:: PROMPT ::
Print the data once more, exactly as supplied.

:: DATA FOR ANALYSIS ::
::::::::

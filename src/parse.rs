//! Decoders for the legacy string-encoded feed fields.
//!
//! The legacy station feed carries numeric values embedded in display
//! strings ("0.2 miles", "150kW", "₹8/unit"). These are parsed exactly once
//! at the ingestion boundary into the structured fields in [`crate::models`];
//! nothing downstream parses display strings again.

use nom::{
    branch::alt,
    bytes::complete::{tag_no_case, take_while1},
    character::complete::multispace0,
    combinator::{all_consuming, map, value},
    number::complete::double,
    IResult, Parser,
};

use crate::error::FeedError;
use crate::models::{Distance, DistanceUnit, Price};

/// Parse a distance display string, e.g. "0.2 miles" or "3 km".
pub fn parse_distance(input: &str) -> Result<Distance, FeedError> {
    let parsed = all_consuming((double, multispace0, distance_unit))
        .parse(input.trim())
        .map(|(_, (magnitude, _, unit))| Distance { magnitude, unit });

    match parsed {
        Ok(distance) if distance.magnitude.is_finite() && distance.magnitude >= 0.0 => {
            Ok(distance)
        }
        _ => Err(FeedError::malformed("distance", input)),
    }
}

fn distance_unit(input: &str) -> IResult<&str, DistanceUnit> {
    alt((
        value(DistanceUnit::Miles, tag_no_case("miles")),
        value(DistanceUnit::Miles, tag_no_case("mi")),
        value(DistanceUnit::Kilometers, tag_no_case("km")),
    ))
    .parse(input)
}

/// Parse a charger power display string, e.g. "150kW", into kilowatts.
pub fn parse_power(input: &str) -> Result<f64, FeedError> {
    let parsed = all_consuming((
        double::<_, nom::error::Error<&str>>,
        multispace0,
        tag_no_case("kw"),
    ))
        .parse(input.trim())
        .map(|(_, (kw, _, _))| kw);

    match parsed {
        Ok(kw) if kw.is_finite() && kw > 0.0 => Ok(kw),
        _ => Err(FeedError::malformed("power", input)),
    }
}

/// Parse a price display string: either the literal "Free" or a
/// currency-symbol-prefixed per-unit rate such as "₹8/unit".
pub fn parse_price(input: &str) -> Result<Price, FeedError> {
    all_consuming(alt((
        value(Price::Free, tag_no_case("free")),
        price_per_unit,
    )))
    .parse(input.trim())
    .map(|(_, price)| price)
    .map_err(|_| FeedError::malformed("price", input))
}

fn price_per_unit(input: &str) -> IResult<&str, Price> {
    map(
        (currency_symbol, double, tag_no_case("/unit")),
        |(currency, amount, _)| Price::PerUnit {
            amount,
            currency: currency.to_string(),
        },
    )
    .parse(input)
}

fn currency_symbol(input: &str) -> IResult<&str, &str> {
    take_while1(|c: char| !c.is_ascii_digit() && !c.is_whitespace() && c != '/').parse(input)
}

::::::::

:: TASK RESULT ::
filename src/parse.rs
//! Decoders for the legacy string-encoded feed fields.
//!
//! The legacy station feed carries numeric values embedded in display
//! strings ("0.2 miles", "150kW", "₹8/unit"). These are parsed exactly once
//! at the ingestion boundary into the structured fields in [`crate::models`];
//! nothing downstream parses display strings again.

use nom::{
    branch::alt,
    bytes::complete::{tag_no_case, take_while1},
    character::complete::multispace0,
    combinator::{all_consuming, map, value},
    number::complete::double,
    IResult, Parser,
};

use crate::error::FeedError;
use crate::models::{Distance, DistanceUnit, Price};

/// Parse a distance display string, e.g. "0.2 miles" or "3 km".
pub fn parse_distance(input: &str) -> Result<Distance, FeedError> {
    let parsed = all_consuming((double, multispace0, distance_unit))
        .parse(input.trim())
        .map(|(_, (magnitude, _, unit))| Distance { magnitude, unit });

    match parsed {
        Ok(distance) if distance.magnitude.is_finite() && distance.magnitude >= 0.0 => {
            Ok(distance)
        }
        _ => Err(FeedError::malformed("distance", input)),
    }
}

fn distance_unit(input: &str) -> IResult<&str, DistanceUnit> {
    alt((
        value(DistanceUnit::Miles, tag_no_case("miles")),
        value(DistanceUnit::Miles, tag_no_case("mi")),
        value(DistanceUnit::Kilometers, tag_no_case("km")),
    ))
    .parse(input)
}

/// Parse a charger power display string, e.g. "150kW", into kilowatts.
pub fn parse_power(input: &str) -> Result<f64, FeedError> {
    let parsed = all_consuming((
        double::<_, nom::error::Error<&str>>,
        multispace0,
        tag_no_case("kw"),
    ))
        .parse(input.trim())
        .map(|(_, (kw, _, _))| kw);

    match parsed {
        Ok(kw) if kw.is_finite() && kw > 0.0 => Ok(kw),
        _ => Err(FeedError::malformed("power", input)),
    }
}

/// Parse a price display string: either the literal "Free" or a
/// currency-symbol-prefixed per-unit rate such as "₹8/unit".
pub fn parse_price(input: &str) -> Result<Price, FeedError> {
    all_consuming(alt((
        value(Price::Free, tag_no_case("free")),
        price_per_unit,
    )))
    .parse(input.trim())
    .map(|(_, price)| price)
    .map_err(|_| FeedError::malformed("price", input))
}

fn price_per_unit(input: &str) -> IResult<&str, Price> {
    map(
        (currency_symbol, double, tag_no_case("/unit")),
        |(currency, amount, _)| Price::PerUnit {
            amount,
            currency: currency.to_string(),
        },
    )
    .parse(input)
}

fn currency_symbol(input: &str) -> IResult<&str, &str> {
    take_while1(|c: char| !c.is_ascii_digit() && !c.is_whitespace() && c != '/').parse(input)
}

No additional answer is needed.